Lo studioso belga, del resto, ipotizza una sempre maggiore integrazione tra mente e web, un percorso probabilmente senza ritorno. Scrive che «i mezzi di comunicazione incidono a fondo sulla natura umana perché incidono sul linguaggio, il quale, a causa della sua presenza attiva nel cervello e nel sistema nervoso in generale, è l’elemento centrale del trattamento biologico e organico dell’informazione». Ma i mezzi di comunicazione, a loro volta, «rappresentano l’effetto specializzato di un lavoro sul linguaggio» ed esercitano come tali un’azione sui sensi e sul sistema nervoso (De Kerckhove 2008, p. 17).
Non bastano certamente le poche pagine precedenti per giustificare una conclusione generale. Eppure, mi sembra che da quanto si è detto possano emergere almeno le linee di una prospettiva che colloca il tempo della rete non necessariamente in contrasto con quello dell’identità.
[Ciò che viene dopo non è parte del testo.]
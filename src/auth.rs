//! Auth-domain identifiers, credential wrappers, and session models.

pub mod id;
pub mod secret;
pub mod session;

pub use id::*;
pub use secret::*;
pub use session::*;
La logica della rete, in altri termini, non si può chiarire in un’ottica meramente postmoderna, poiché Internet non nega la possibilità di un grande racconto né erode semplicemente il cosiddetto principio di realtà. La rete, al contrario, globalizza il racconto e amplifica la realtà, ne aumenta le possibilità e lascia intravedere una sorta di “nuovo rinascimento”.
Certamente, però, come ogni profonda innovazione, anche la rete espone tutti al rischio di disperdersi e di restare prigionieri di una logica globale omologante, simultanea e anarchica. E, in effetti, esistono già nuove forme di schiavitù, alienazione, dipendenza e segregazione degli esseri umani e il web, come gli eventi ogni giorno lasciano trasparire, può potenziare tutti gli antichi mali del mondo. Ma l’aspetto che mi sembra più rilevante, e che forse nasconde anche la chiave per prevenire i vecchi mali che si ripresentano con mezzi nuovi, è che la rete collega gli individui e gli spazi, riducendo i tempi delle relazioni e collocandole su un piano potenzialmente globale. Come dire che, al tempo di Internet, siamo tutti più vicini e consapevoli di condividere una sorte comune.